Lower bounds on the amount of randomness in private computation.

We consider the amount of randomness necessary in information-theoretic private protocols. We prove that at least Ω(log n) random bits are necessary for the t-private computation of the function xor by n players, for any t ≥ 2. In view of the upper bound of O(t2log(n/t))[19], this bound is tight, up to constant factors, for any fixed t. For a class of protocols obeying certain restrictions, we give stronger lower bounds of Ω(t log (n/t)). We note that all known randomness efficient private protocols designed specifically for xor belong to this class.
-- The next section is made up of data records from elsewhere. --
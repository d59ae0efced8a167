#![cfg_attr(any(nightly, docsrs), feature(doc_cfg, doc_auto_cfg))]
#![doc = include_str!("../README.md")]

pub mod carrier;
pub mod client;
pub mod event;
pub mod server;
pub mod signal;
pub mod slot_pool;

mod link;

pub use {client::Client, event::SubmitError, server::Server};
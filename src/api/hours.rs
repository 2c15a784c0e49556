//! Operating hours and closure configuration endpoints

use axum::{
    extract::{Path, Query, State},
    http::StatusCode,
    Json,
};

use crate::{
    error::AppResult,
    models::hours::{
        ClosureInterval, ClosureQuery, CreateClosure, CreateOperatingHours, OperatingHours,
    },
};

// ---- Operating hours ----

/// List operating hours for a location
#[utoipa::path(
    get,
    path = "/locations/{location}/hours",
    tag = "hours",
    params(("location" = String, Path, description = "Location key")),
    responses(
        (status = 200, description = "Operating hours rows", body = Vec<OperatingHours>)
    )
)]
pub async fn list_hours(
    State(state): State<crate::AppState>,
    Path(location): Path<String>,
) -> AppResult<Json<Vec<OperatingHours>>> {
    let rows = state.services.hours.list_hours(&location).await?;
    Ok(Json(rows))
}

/// Create or replace the hours row for a weekday
#[utoipa::path(
    post,
    path = "/locations/{location}/hours",
    tag = "hours",
    params(("location" = String, Path, description = "Location key")),
    request_body = CreateOperatingHours,
    responses(
        (status = 201, description = "Hours row created", body = OperatingHours)
    )
)]
pub async fn upsert_hours(
    State(state): State<crate::AppState>,
    Path(location): Path<String>,
    Json(data): Json<CreateOperatingHours>,
) -> AppResult<(StatusCode, Json<OperatingHours>)> {
    let row = state.services.hours.upsert_hours(&location, &data).await?;
    Ok((StatusCode::CREATED, Json(row)))
}

/// Delete an hours row
#[utoipa::path(
    delete,
    path = "/hours/{id}",
    tag = "hours",
    params(("id" = i32, Path, description = "Hours row ID")),
    responses(
        (status = 204, description = "Hours row deleted")
    )
)]
pub async fn delete_hours(
    State(state): State<crate::AppState>,
    Path(id): Path<i32>,
) -> AppResult<StatusCode> {
    state.services.hours.delete_hours(id).await?;
    Ok(StatusCode::NO_CONTENT)
}

// ---- Closures ----

/// List closures for a location
#[utoipa::path(
    get,
    path = "/locations/{location}/closures",
    tag = "hours",
    params(
        ("location" = String, Path, description = "Location key"),
        ClosureQuery
    ),
    responses(
        (status = 200, description = "Closure list", body = Vec<ClosureInterval>)
    )
)]
pub async fn list_closures(
    State(state): State<crate::AppState>,
    Path(location): Path<String>,
    Query(query): Query<ClosureQuery>,
) -> AppResult<Json<Vec<ClosureInterval>>> {
    let rows = state
        .services
        .hours
        .list_closures(&location, query.from, query.until)
        .await?;
    Ok(Json(rows))
}

/// Create a closure
#[utoipa::path(
    post,
    path = "/locations/{location}/closures",
    tag = "hours",
    params(("location" = String, Path, description = "Location key")),
    request_body = CreateClosure,
    responses(
        (status = 201, description = "Closure created", body = ClosureInterval)
    )
)]
pub async fn create_closure(
    State(state): State<crate::AppState>,
    Path(location): Path<String>,
    Json(data): Json<CreateClosure>,
) -> AppResult<(StatusCode, Json<ClosureInterval>)> {
    let row = state.services.hours.create_closure(&location, &data).await?;
    Ok((StatusCode::CREATED, Json(row)))
}

/// Delete a closure
#[utoipa::path(
    delete,
    path = "/closures/{id}",
    tag = "hours",
    params(("id" = i32, Path, description = "Closure ID")),
    responses(
        (status = 204, description = "Closure deleted")
    )
)]
pub async fn delete_closure(
    State(state): State<crate::AppState>,
    Path(id): Path<i32>,
) -> AppResult<StatusCode> {
    state.services.hours.delete_closure(id).await?;
    Ok(StatusCode::NO_CONTENT)
}
//! Business logic services

pub mod booking;
pub mod hours;

use crate::{config::BookingConfig, repository::Repository};

/// Container for all services
#[derive(Clone)]
pub struct Services {
    pub hours: hours::HoursService,
    pub booking: booking::BookingService,
}

impl Services {
    /// Create all services with the given repository
    pub fn new(repository: Repository, booking_config: BookingConfig) -> Self {
        Self {
            hours: hours::HoursService::new(repository.clone()),
            booking: booking::BookingService::new(repository, booking_config),
        }
    }
}
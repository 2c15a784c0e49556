//! Location calendar snapshot
//!
//! Immutable view of one location's weekly operating hours and active
//! closure blackouts, built from configuration rows fetched elsewhere.
//! Missing hours data is treated as non-permissive throughout: a weekday
//! with no active row accepts no time.

use chrono::{Datelike, Duration, NaiveDate, NaiveDateTime, NaiveTime, Timelike};

use crate::models::hours::{ClosureInterval, OperatingHours};

use super::OVERNIGHT_GRACE_MINUTES;

/// Open/close span for one weekday
#[derive(Debug, Clone, Copy, PartialEq, Eq)]
pub struct DaySpan {
    pub open: NaiveTime,
    pub close: NaiveTime,
}

/// Per-weekday operating hours, indexed 0=Monday .. 6=Sunday
#[derive(Debug, Clone, Default)]
pub struct WeeklyHours {
    days: [Option<DaySpan>; 7],
}

impl WeeklyHours {
    /// Build from configuration rows, keeping only active ones.
    /// At most one active row per weekday is expected; a duplicate
    /// overwrites the earlier one.
    pub fn from_rows(rows: &[OperatingHours]) -> Self {
        let mut days: [Option<DaySpan>; 7] = Default::default();
        for row in rows.iter().filter(|r| r.is_active) {
            if let Some(slot) = days.get_mut(row.day_of_week as usize) {
                *slot = Some(DaySpan {
                    open: row.open_time,
                    close: row.close_time,
                });
            }
        }
        Self { days }
    }

    /// Hours span for the weekday of the given date
    pub fn span_for(&self, date: NaiveDate) -> Option<DaySpan> {
        self.days[date.weekday().num_days_from_monday() as usize]
    }
}

/// One active closure blackout, half-open `[start, end)`
#[derive(Debug, Clone, Copy, PartialEq, Eq)]
pub struct ClosureSpan {
    pub start: NaiveDateTime,
    pub end: NaiveDateTime,
}

/// Snapshot of everything the validator needs for one location
#[derive(Debug, Clone, Default)]
pub struct LocationCalendar {
    pub hours: WeeklyHours,
    closures: Vec<ClosureSpan>,
}

impl LocationCalendar {
    pub fn new(hours_rows: &[OperatingHours], closure_rows: &[ClosureInterval]) -> Self {
        let closures = closure_rows
            .iter()
            .filter(|c| c.is_active && c.start_at < c.end_at)
            .map(|c| ClosureSpan {
                start: c.start_at,
                end: c.end_at,
            })
            .collect();
        Self {
            hours: WeeklyHours::from_rows(hours_rows),
            closures,
        }
    }

    /// True iff `open <= time-of-day <= close` for the weekday's active
    /// row. A weekday with no row accepts nothing.
    pub fn is_within_hours(&self, t: NaiveDateTime) -> bool {
        self.is_within_hours_graced(t, Duration::zero())
    }

    /// Hours check with a symmetric tolerance: up to `grace` before
    /// opening or after closing still passes. Used for overnight spans.
    pub fn is_within_hours_graced(&self, t: NaiveDateTime, grace: Duration) -> bool {
        let Some(span) = self.hours.span_for(t.date()) else {
            return false;
        };
        let tod = t.time().num_seconds_from_midnight() as i64;
        let open = span.open.num_seconds_from_midnight() as i64 - grace.num_seconds();
        let close = span.close.num_seconds_from_midnight() as i64 + grace.num_seconds();
        tod >= open && tod <= close
    }

    /// First active closure overlapping the half-open window `[start, end)`
    pub fn closure_overlapping(
        &self,
        start: NaiveDateTime,
        end: NaiveDateTime,
    ) -> Option<&ClosureSpan> {
        self.closures
            .iter()
            .find(|c| start < c.end && end > c.start)
    }

    /// True iff the instant lies inside some closure
    pub fn instant_in_closure(&self, t: NaiveDateTime) -> bool {
        self.closures.iter().any(|c| c.start <= t && t < c.end)
    }

    /// Closures touching the given calendar date
    pub fn closures_on(&self, date: NaiveDate) -> impl Iterator<Item = &ClosureSpan> {
        let day_start = date.and_hms_opt(0, 0, 0).unwrap();
        let day_end = day_start + Duration::days(1);
        self.closures
            .iter()
            .filter(move |c| c.start < day_end && c.end > day_start)
    }

    pub fn overnight_grace() -> Duration {
        Duration::minutes(OVERNIGHT_GRACE_MINUTES)
    }
}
All our lower bounds hold for the "trusted dealer" model as well, and the Ω(t log (n/t)) lower bound for restricted protocols is tight, up to constant factors, for any t ≥ 2 in this model.In comparison, the previous lower bounds on the amount of randomness required by t-private computation of explicit functions did not grow with n for constant values of t, and our results improve the previous lower bounds for xor for any 2 ≤ t = o(log n). Our results also show that already for t = 2, Ω(log n) random bits are necessary, while it is known that for the case of t = 1 a single random bit is sufficient for privately computing xor for any number of players.Our proofs use novel techniques by which we extract random variables from a t-private protocol, and then use the t-privacy property of the protocol to prove properties of these random variables. These properties in turn imply that the number of random bits used by the players is large.